Coherence and Ehcache drove the spec, where the former specified that their MapListeners are very different from JCache's in their synchronous guarantees. In that case it behaves how you want, but with a warning as to the potential performance issues involved. That works for them because a single node owns the data for a given entry and any other is a read replica, so their synchronous listener runs on that owning node. In others product topologies there is not a single owner so they did not specify that behavior. Instead they only cared that a client receives an acknowledgement that the events were processed for a happens-before ordering between cache operations (and not between loaders/writers/listeners). Any L1 / L2 concept was considered a separate vendor feature that would not be built on top of JCache listeners, so their listeners only act as observers with no impact to the atomic scope. Transactions would have then filled this gap, but that feature was considered too large for a 1.0.

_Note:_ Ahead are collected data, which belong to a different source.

//! 按种子错配数查表组装 driver。
//!
//! 表中每一行是一种子搜索及其钉住边界（由内到外）。对 k 个错配，几种子搜索各自负责互不相交的
//! 错配分布：高半区无错配 / 低半区无错配 / 两半区都有错配。

use super::budget::BacktrackBudget;
use super::config::SeedConfig;
use super::cost_aware::CostAwareSearchDriver;
use super::driver::{RangeSourceDriver, SearchDriver, VerifierFactory};
use super::error::ConfigError;
use super::pin::{PinEdge, PinPolicy};
use super::read::{Mate, Strand};
use super::seeded::SeededSearchDriver;
use super::source::{Anchor, ElementarySearch, SourceParams};

use PinEdge::{Beginning as Begin, HiHalfEdge as Hi, SeedEdge as Seed};

#[derive(Debug, Clone, Copy, PartialEq, Eq)]
pub enum DriverKind {
    /// 从 5' 端出发，高半区精确
    ExactFirst,
    /// 从种子内侧边界生成带错配的种子，再从 5' 端验证
    Seeded,
    /// 种子两个半区各至少一个错配
    HalfAndHalf,
}

#[derive(Debug, Clone, Copy, PartialEq, Eq)]
pub struct StrategyCell {
    pub kind: DriverKind,
    pub pins: PinPolicy,
}

#[derive(Debug, Clone, PartialEq, Eq)]
pub struct Strategy {
    pub seed_mms: u8,
    pub cells: Vec<StrategyCell>,
    /// 是否受每读段回溯上限约束
    pub uses_budget: bool,
}

const fn cell(
    kind: DriverKind,
    e0: PinEdge,
    e1: PinEdge,
    e2: PinEdge,
    e3: PinEdge,
) -> StrategyCell {
    StrategyCell { kind, pins: PinPolicy::new(e0, e1, e2, e3) }
}

impl Strategy {
    pub fn for_mismatches(seed_mms: u8) -> Result<Self, ConfigError> {
        use DriverKind::*;
        let cells = match seed_mms {
            0 => vec![cell(ExactFirst, Seed, Seed, Seed, Seed)],
            1 => vec![cell(ExactFirst, Hi, Seed, Seed, Seed), cell(Seeded, Hi, Seed, Seed, Seed)],
            2 | 3 => {
                let two = seed_mms == 2;
                let third = if two { Seed } else { Hi };
                vec![
                    cell(ExactFirst, Hi, Hi, third, Seed),
                    cell(Seeded, Hi, Hi, third, Seed),
                    cell(HalfAndHalf, Begin, if two { Hi } else { Begin }, third, Seed),
                ]
            }
            n => return Err(ConfigError::UnsupportedSeedMismatches(n)),
        };
        Ok(Self { seed_mms, cells, uses_budget: seed_mms >= 2 })
    }

    /// 为一个 (mate, 链) 组装全部子搜索，合并为一个按代价排序的 driver
    pub fn assemble(
        &self,
        cfg: &SeedConfig,
        mate: Mate,
        strand: Strand,
        budget: &BacktrackBudget,
    ) -> CostAwareSearchDriver {
        let share = || self.uses_budget.then(|| budget.share());
        let params = |anchor, report_exacts, half_and_half| SourceParams {
            strand,
            mate,
            anchor,
            report_exacts,
            half_and_half,
            qual_cutoff: cfg.qual_cutoff,
            qual_order: cfg.qual_order,
        };

        let mut merged = CostAwareSearchDriver::new(cfg.strand_fix);
        for c in &self.cells {
            let driver: Box<dyn SearchDriver> = match c.kind {
                DriverKind::ExactFirst => {
                    let src = ElementarySearch::new(params(Anchor::SeedEnd, true, false), share());
                    Box::new(RangeSourceDriver::new(src, c.pins, true))
                }
                DriverKind::HalfAndHalf => {
                    let src = ElementarySearch::new(params(Anchor::SeedEnd, false, true), share());
                    Box::new(RangeSourceDriver::new(src, c.pins, true))
                }
                DriverKind::Seeded => {
                    let generator =
                        ElementarySearch::new(params(Anchor::SeedInnerEdge, false, false), share());
                    let seeds = RangeSourceDriver::new(generator, c.pins, false);
                    let verify =
                        VerifierFactory::new(params(Anchor::SeedEnd, true, false), share());
                    Box::new(SeededSearchDriver::new(seeds, verify))
                }
            };
            merged.push_driver(driver);
        }
        merged
    }
}
//! 单端比对：每条启用的链一个合并 driver，两条链再合并为一个顶层 driver。

use super::arena::Arenas;
use super::budget::BacktrackBudget;
use super::config::SeedConfig;
use super::cost_aware::CostAwareSearchDriver;
use super::driver::{SearchDriver, SearchEnv};
use super::error::{ConfigError, SearchError};
use super::resolve::{MatchResolver, RangeCaches};
use super::sink::HitSink;
use super::strategy::Strategy;
use super::read::{Mate, PreparedRead, Read, ReadSet, Strand};
use super::AlignerFactory;
use crate::index::SearchIndex;

/// 配对结果
#[derive(Debug, Clone, Copy, PartialEq, Eq, Default)]
pub enum PairOutcome {
    /// 单端读段
    #[default]
    NotPaired,
    /// 报告了至少一对协调的 mate
    Concordant,
    /// 配对失败，退回为各自报告
    Fallback,
    /// 不做协调，两个 mate 独立报告
    Independent,
    /// 配对失败且未报告
    NoPair,
}

/// 一条读段（或一对读段）的搜索统计
#[derive(Debug, Clone, Default, PartialEq, Eq)]
pub struct ReadOutcome {
    /// 从 driver 取出的区间数
    pub ranges: usize,
    /// 交给 sink 的命中数（一对算两个）
    pub reported: usize,
    pub budget_exhausted: bool,
    pub arena_exhausted: bool,
    /// 窗口扫描次数
    pub scans: usize,
    pub pair: PairOutcome,
}

impl ReadOutcome {
    /// 搜索是否因资源上限提前结束
    pub fn truncated(&self) -> bool {
        self.budget_exhausted || self.arena_exhausted
    }
}

pub struct UnpairedAlignerFactory<'a, I: SearchIndex> {
    index: &'a I,
    cfg: SeedConfig,
    strategy: Strategy,
    caches: Option<RangeCaches>,
}

impl<'a, I: SearchIndex> UnpairedAlignerFactory<'a, I> {
    pub fn new(index: &'a I, cfg: SeedConfig) -> Result<Self, ConfigError> {
        cfg.validate_unpaired()?;
        if !index.is_ready() {
            return Err(ConfigError::IndexNotReady);
        }
        let strategy = Strategy::for_mismatches(cfg.seed_mms)?;
        log::info!(
            "unpaired search: {} seed mismatch(es), {} driver(s) per strand, fw={} rc={}",
            cfg.seed_mms,
            strategy.cells.len(),
            cfg.do_fw,
            cfg.do_rc
        );
        Ok(Self { index, cfg, strategy, caches: None })
    }

    /// 所有 aligner 共享同一对区间缓存
    pub fn with_shared_caches(mut self, caches: RangeCaches) -> Self {
        self.caches = Some(caches);
        self
    }

    pub fn config(&self) -> &SeedConfig {
        &self.cfg
    }
}

impl<'a, I: SearchIndex> AlignerFactory for UnpairedAlignerFactory<'a, I> {
    type Aligner = UnpairedAligner<'a, I>;

    fn create(&self) -> Self::Aligner {
        let budget = BacktrackBudget::new(self.cfg.max_bts);
        let mut root = CostAwareSearchDriver::new(self.cfg.strand_fix);
        for strand in Strand::BOTH {
            let on = match strand {
                Strand::Forward => self.cfg.do_fw,
                Strand::Reverse => self.cfg.do_rc,
            };
            if on {
                let d = self.strategy.assemble(&self.cfg, Mate::One, strand, &budget);
                root.push_driver(Box::new(d));
            }
        }
        let caches = self.caches.clone().unwrap_or_else(|| RangeCaches::new(self.cfg.cache_limit));
        UnpairedAligner {
            index: self.index,
            cfg: self.cfg.clone(),
            uses_budget: self.strategy.uses_budget,
            root,
            resolver: MatchResolver::new(caches, false),
            arenas: Arenas::new(self.cfg.pool_capacity),
            budget,
            reads: ReadSet::default(),
        }
    }
}

pub struct UnpairedAligner<'a, I: SearchIndex> {
    index: &'a I,
    cfg: SeedConfig,
    uses_budget: bool,
    root: CostAwareSearchDriver,
    resolver: MatchResolver,
    arenas: Arenas,
    budget: BacktrackBudget,
    reads: ReadSet,
}

impl<I: SearchIndex> UnpairedAligner<'_, I> {
    /// 搜索一条读段，命中按代价非降序交给 sink，直到搜索结束或 sink 叫停
    pub fn align<S: HitSink + ?Sized>(
        &mut self,
        read: &Read,
        sink: &mut S,
    ) -> Result<ReadOutcome, SearchError> {
        self.arenas.reset();
        self.budget.reset();
        self.resolver.reset();
        self.reads.clear();
        self.reads.set(Mate::One, PreparedRead::new(read, self.cfg.maq_penalty));
        sink.begin_read();

        let mut outcome = ReadOutcome::default();
        let mut env = SearchEnv {
            index: self.index,
            reads: &self.reads,
            arenas: &mut self.arenas,
            seed_len: self.cfg.seed_len,
        };
        self.root.start(&mut env);
        'search: while let Some(range) = self.root.next_range(&mut env) {
            outcome.ranges += 1;
            for row in range.top..range.bot {
                let Some(hit) = self.resolver.resolve_row(self.index, &range, row)? else {
                    continue;
                };
                outcome.reported += 1;
                self.root.note_reported(hit.strand);
                if !sink.report(&hit) {
                    break 'search;
                }
            }
        }

        outcome.budget_exhausted = self.uses_budget && self.budget.exhausted();
        outcome.arena_exhausted = self.arenas.exhausted();
        if outcome.truncated() {
            log::debug!("read {} search truncated: {:?}", read.name, outcome);
        }
        Ok(outcome)
    }

    pub fn resolver(&self) -> &MatchResolver {
        &self.resolver
    }
}
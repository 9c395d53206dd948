//! 区间 -> 参考坐标的解析、缓存与去重。

use std::collections::HashSet;
use std::num::NonZeroUsize;
use std::sync::{Arc, Mutex, PoisonError};

use lru::LruCache;

use super::error::SearchError;
use super::range::{Edit, Range, ResolvedMatch};
use super::read::{Mate, Strand};
use crate::index::{IndexSide, SearchIndex};

/// 单个索引方向上 SA 行 -> 文本位置的缓存，按 LRU 淘汰。
/// 句柄可 clone 并跨线程共享；只缓存真正走过的行。
#[derive(Clone, Default)]
pub struct RangeCache {
    inner: Option<Arc<Mutex<LruCache<usize, u32>>>>,
}

impl RangeCache {
    /// `limit == 0` 表示不缓存
    pub fn new(limit: usize) -> Self {
        Self { inner: NonZeroUsize::new(limit).map(|n| Arc::new(Mutex::new(LruCache::new(n)))) }
    }

    pub fn get(&self, row: usize) -> Option<u32> {
        let inner = self.inner.as_ref()?;
        let mut cache = inner.lock().unwrap_or_else(PoisonError::into_inner);
        cache.get(&row).copied()
    }

    pub fn put(&self, row: usize, pos: u32) {
        if let Some(inner) = &self.inner {
            inner.lock().unwrap_or_else(PoisonError::into_inner).put(row, pos);
        }
    }

    pub fn len(&self) -> usize {
        self.inner
            .as_ref()
            .map_or(0, |c| c.lock().unwrap_or_else(PoisonError::into_inner).len())
    }

    pub fn is_empty(&self) -> bool {
        self.len() == 0
    }
}

impl std::fmt::Debug for RangeCache {
    fn fmt(&self, f: &mut std::fmt::Formatter<'_>) -> std::fmt::Result {
        f.debug_struct("RangeCache")
            .field("enabled", &self.inner.is_some())
            .field("len", &self.len())
            .finish()
    }
}

/// 正向索引与镜像索引各一个缓存
#[derive(Clone, Debug, Default)]
pub struct RangeCaches {
    pub forward: RangeCache,
    pub mirror: RangeCache,
}

impl RangeCaches {
    pub fn new(limit: usize) -> Self {
        Self { forward: RangeCache::new(limit), mirror: RangeCache::new(limit) }
    }

    fn side(&self, side: IndexSide) -> &RangeCache {
        match side {
            IndexSide::Forward => &self.forward,
            IndexSide::Mirror => &self.mirror,
        }
    }
}

#[derive(Debug, Clone, PartialEq, Eq, Hash)]
struct MatchKey {
    mate: Mate,
    contig: usize,
    offset: u32,
    strand: Strand,
    edits: Vec<Edit>,
}

/// 每个 aligner 一个；`reset` 在读段之间清空去重集合，缓存跨读段保留
#[derive(Debug)]
pub struct MatchResolver {
    caches: RangeCaches,
    seen: HashSet<MatchKey>,
    paired: bool,
    walks: u64,
    cache_hits: u64,
}

impl MatchResolver {
    pub fn new(caches: RangeCaches, paired: bool) -> Self {
        Self { caches, seen: HashSet::new(), paired, walks: 0, cache_hits: 0 }
    }

    pub fn reset(&mut self) {
        self.seen.clear();
    }

    /// 累计 LF 步数
    pub fn walks(&self) -> u64 {
        self.walks
    }

    pub fn cache_hits(&self) -> u64 {
        self.cache_hits
    }

    pub fn caches(&self) -> &RangeCaches {
        &self.caches
    }

    /// 一行在该方向文本中的位置，优先取缓存
    fn text_pos(
        &mut self,
        index: &dyn SearchIndex,
        side: IndexSide,
        row: usize,
    ) -> Result<u32, SearchError> {
        let cache = self.caches.side(side);
        if let Some(pos) = cache.get(row) {
            self.cache_hits += 1;
            return Ok(pos);
        }
        let (pos, steps) = index.locate(side, row).ok_or(SearchError::IndexWalk { side, row })?;
        self.walks += u64::from(steps);
        cache.put(row, pos);
        Ok(pos)
    }

    /// 区间中的一行 -> 参考坐标，不去重
    pub fn locate_row(
        &mut self,
        index: &dyn SearchIndex,
        range: &Range,
        row: usize,
    ) -> Result<ResolvedMatch, SearchError> {
        let raw = u64::from(self.text_pos(index, range.side, row)?);
        let start = match range.side {
            IndexSide::Forward => raw,
            // 镜像文本去掉了末尾 $ 后整体反转
            IndexSide::Mirror => (index.text_len() as u64 - 1)
                .checked_sub(raw + range.len as u64)
                .ok_or(SearchError::OffContig { pos: raw })?,
        };
        let (contig, offset) =
            index.map_text_pos(start as u32).ok_or(SearchError::OffContig { pos: start })?;
        Ok(ResolvedMatch {
            contig,
            offset,
            strand: range.strand,
            len: range.len as u32,
            edits: range.edits.clone(),
            mate: self.paired.then_some(range.mate),
            cost: range.cost,
            penalty: range.penalty,
        })
    }

    /// 解析并去重一行：同一读段内每个 (mate, 坐标, 链, 编辑集合) 只返回一次
    pub fn resolve_row(
        &mut self,
        index: &dyn SearchIndex,
        range: &Range,
        row: usize,
    ) -> Result<Option<ResolvedMatch>, SearchError> {
        let hit = self.locate_row(index, range, row)?;
        Ok(self.claim(&hit, range.mate).then_some(hit))
    }

    /// 一次解析整个区间，按 (contig, 偏移) 排序，不去重
    pub fn locate(
        &mut self,
        index: &dyn SearchIndex,
        range: &Range,
    ) -> Result<Vec<ResolvedMatch>, SearchError> {
        let mut out = (range.top..range.bot)
            .map(|row| self.locate_row(index, range, row))
            .collect::<Result<Vec<_>, _>>()?;
        out.sort_by_key(|m| (m.contig, m.offset));
        Ok(out)
    }

    /// 登记一个并非来自索引区间的命中（窗口扫描结果），已出现过时返回 false
    pub fn claim(&mut self, hit: &ResolvedMatch, mate: Mate) -> bool {
        self.seen.insert(MatchKey {
            mate,
            contig: hit.contig,
            offset: hit.offset,
            strand: hit.strand,
            edits: hit.edits.clone(),
        })
    }
}
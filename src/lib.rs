//! # seedmm-rust
//!
//! 基于双向 FM 索引的种子错配回溯搜索，面向短读段比对。
//!
//! 本 crate 提供：
//!
//! - **索引构建**：从 FASTA 参考序列构建正向与镜像两个 FM 索引（后缀数组 + BWT + 采样 SA）
//! - **回溯搜索**：种子区内 0–3 个错配、按质量罚分排序的回溯，支持钉住边界与回溯上限
//! - **策略组合**：精确优先、种子生成 + 验证、半区各一错配三种子搜索按代价合并
//! - **命中解析**：区间定位（LRU 缓存）与去重
//! - **双端协调**：片段长度窗口内配对，重复 mate 改为参考窗口扫描
//!
//! ## 快速示例
//!
//! ```rust,no_run
//! use seedmm_rust::index::ReferenceIndex;
//! use seedmm_rust::search::{
//!     AlignerFactory, CollectSink, Read, SeedConfig, UnpairedAlignerFactory,
//! };
//!
//! let refs = vec![("chr1".to_string(), b"ACGTACGTAGCTGATCGTAGGATCCA".to_vec())];
//! let index = ReferenceIndex::build(&refs, 64, 8)?;
//!
//! let cfg = SeedConfig { seed_mms: 1, seed_len: 12, ..SeedConfig::default() };
//! let factory = UnpairedAlignerFactory::new(&index, cfg)?;
//! let mut aligner = factory.create();
//!
//! let mut sink = CollectSink::new();
//! let read = Read::with_uniform_quality("r1", b"GCTGATCGTTGG", b'I');
//! let outcome = aligner.align(&read, &mut sink)?;
//! println!("{} hit(s), {} range(s)", sink.hits.len(), outcome.ranges);
//! # Ok::<(), anyhow::Error>(())
//! ```
//!
//! ## 模块说明
//!
//! - [`io`] — FASTA / FASTQ 解析与命中输出
//! - [`index`] — 索引构建与 `SearchIndex` / `ReferenceBases` 接口
//! - [`search`] — 回溯搜索、策略组合、解析与双端协调
//! - [`util`] — DNA 编码 / 反向互补 / 质量罚分等工具函数

pub mod index;
pub mod io;
pub mod search;
pub mod util;
use serde::{Deserialize, Serialize};

use crate::util::dna;

/// 读段相对参考的方向
#[derive(Debug, Clone, Copy, PartialEq, Eq, Hash, PartialOrd, Ord, Serialize, Deserialize)]
pub enum Strand {
    Forward,
    Reverse,
}

impl Strand {
    pub const BOTH: [Strand; 2] = [Strand::Forward, Strand::Reverse];

    #[inline]
    pub fn index(self) -> usize {
        match self {
            Strand::Forward => 0,
            Strand::Reverse => 1,
        }
    }

    #[inline]
    pub fn flip(self) -> Strand {
        match self {
            Strand::Forward => Strand::Reverse,
            Strand::Reverse => Strand::Forward,
        }
    }

    pub fn from_fw(fw: bool) -> Strand {
        if fw { Strand::Forward } else { Strand::Reverse }
    }

    pub fn symbol(self) -> char {
        match self {
            Strand::Forward => '+',
            Strand::Reverse => '-',
        }
    }
}

#[derive(Debug, Clone, Copy, PartialEq, Eq, Hash, PartialOrd, Ord, Serialize, Deserialize)]
pub enum Mate {
    One,
    Two,
}

impl Mate {
    #[inline]
    pub fn index(self) -> usize {
        match self {
            Mate::One => 0,
            Mate::Two => 1,
        }
    }

    #[inline]
    pub fn other(self) -> Mate {
        match self {
            Mate::One => Mate::Two,
            Mate::Two => Mate::One,
        }
    }
}

/// 输入读段：ASCII 碱基 + Phred+33 质量，搜索期间只读
#[derive(Debug, Clone, PartialEq, Eq)]
pub struct Read {
    pub name: String,
    pub seq: Vec<u8>,
    pub qual: Vec<u8>,
}

impl Read {
    pub fn new(name: impl Into<String>, seq: &[u8], qual: &[u8]) -> Self {
        Self { name: name.into(), seq: seq.to_vec(), qual: qual.to_vec() }
    }

    /// 以统一质量构造（测试与演示常用）
    pub fn with_uniform_quality(name: impl Into<String>, seq: &[u8], q: u8) -> Self {
        Self { name: name.into(), seq: seq.to_vec(), qual: vec![q; seq.len()] }
    }

    pub fn len(&self) -> usize {
        self.seq.len()
    }

    pub fn is_empty(&self) -> bool {
        self.seq.is_empty()
    }
}

/// 每条链上的编码序列与逐位错配罚分。坐标沿参考方向（反向互补链已翻转）。
#[derive(Debug, Clone, Default)]
pub struct PreparedRead {
    codes: [Vec<u8>; 2],
    penalties: [Vec<u32>; 2],
}

impl PreparedRead {
    pub fn new(read: &Read, maq_penalty: bool) -> Self {
        let fw = dna::encode(&read.seq);
        let rc = dna::revcomp_codes(&fw);
        let pen_fw: Vec<u32> = (0..read.seq.len())
            .map(|i| {
                let q = read.qual.get(i).copied().map_or(0, dna::phred);
                dna::mismatch_penalty(maq_penalty, q)
            })
            .collect();
        let pen_rc: Vec<u32> = pen_fw.iter().rev().copied().collect();
        Self { codes: [fw, rc], penalties: [pen_fw, pen_rc] }
    }

    #[inline]
    pub fn len(&self) -> usize {
        self.codes[0].len()
    }

    #[inline]
    pub fn is_empty(&self) -> bool {
        self.codes[0].is_empty()
    }

    #[inline]
    pub fn pattern(&self, strand: Strand) -> &[u8] {
        &self.codes[strand.index()]
    }

    #[inline]
    pub fn penalties(&self, strand: Strand) -> &[u32] {
        &self.penalties[strand.index()]
    }

    /// 种子区在参考方向坐标下的范围：正向为前 s 位，反向互补为后 s 位
    pub fn seed_span(&self, strand: Strand, seed_len: usize) -> std::ops::Range<usize> {
        let l = self.len();
        let s = seed_len.min(l);
        match strand {
            Strand::Forward => 0..s,
            Strand::Reverse => l - s..l,
        }
    }
}

/// 当前正在搜索的一条（或一对）读段
#[derive(Debug, Default)]
pub struct ReadSet {
    mates: [Option<PreparedRead>; 2],
}

impl ReadSet {
    pub fn clear(&mut self) {
        self.mates = [None, None];
    }

    pub fn set(&mut self, mate: Mate, read: PreparedRead) {
        self.mates[mate.index()] = Some(read);
    }

    #[inline]
    pub fn get(&self, mate: Mate) -> Option<&PreparedRead> {
        self.mates[mate.index()].as_ref()
    }
}

#[cfg(test)]
mod tests {
    use super::*;

    #[test]
    fn reverse_strand_flips_codes_and_penalties() {
        let read = Read::new("r", b"ACGN", b"I5+!");
        let pr = PreparedRead::new(&read, false);
        assert_eq!(pr.pattern(Strand::Forward), &[1, 2, 3, 5]);
        assert_eq!(pr.pattern(Strand::Reverse), &[5, 2, 3, 4]);
        assert_eq!(pr.penalties(Strand::Forward), &[40, 20, 10, 0]);
        assert_eq!(pr.penalties(Strand::Reverse), &[0, 10, 20, 40]);
    }

    #[test]
    fn seed_span_tracks_five_prime_end() {
        let pr = PreparedRead::new(&Read::with_uniform_quality("r", b"ACGTACGT", b'I'), true);
        assert_eq!(pr.seed_span(Strand::Forward, 3), 0..3);
        assert_eq!(pr.seed_span(Strand::Reverse, 3), 5..8);
        assert_eq!(pr.seed_span(Strand::Reverse, 20), 0..8);
    }
}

Unfortunately the reference implementation (RI) is not production quality so we cannot infer much from it. It does not dispatch events within an atomic scope and lacks support for synchronous listeners (simply ignores that property). The TCK lacks any tests for synchronous listeners, which allowed multiple certified vendors to not bother implementing them (RI, Apache JCS, Apache Ignite, Blazing Cache, etc).

In summary, it seems that your use-case isn't covered by this feature and it relies on implementation behavior to work. So if you move to a different vendor it may not function correctly and there is no vendor agnostic workaround.

If Caffeine was to adapt to being part of the atomic scope, then the change would be fairly trivial. Once in the atomic scope of a compute (e.g. for a cache load), it would query the EventDispatcher for any in-flight futures associated to that key for a synchronous listener and block before proceeding with the cache operation. This would still pass the spec as a listener is spec'd to not expected to be able to mutates the cache and risks deadlock if doing so.

I am not inclined to make any changes given the vague and limited wording, utter confusion by the spec authors, api decisions made over private discussions without explanations, and a wide variety of certified implementation behaviors. I agree with what you wanted to do, but the JSR is too muddy to rely upon for this in an agnostic way. The executor configuration makes it clearly a vendor workaround that solved your problem, so while ugly it seems safer to not change this and break someone else's assumptions.

I am drawn back to the original conclusions: avoid this JSR whenever possible; it is trash.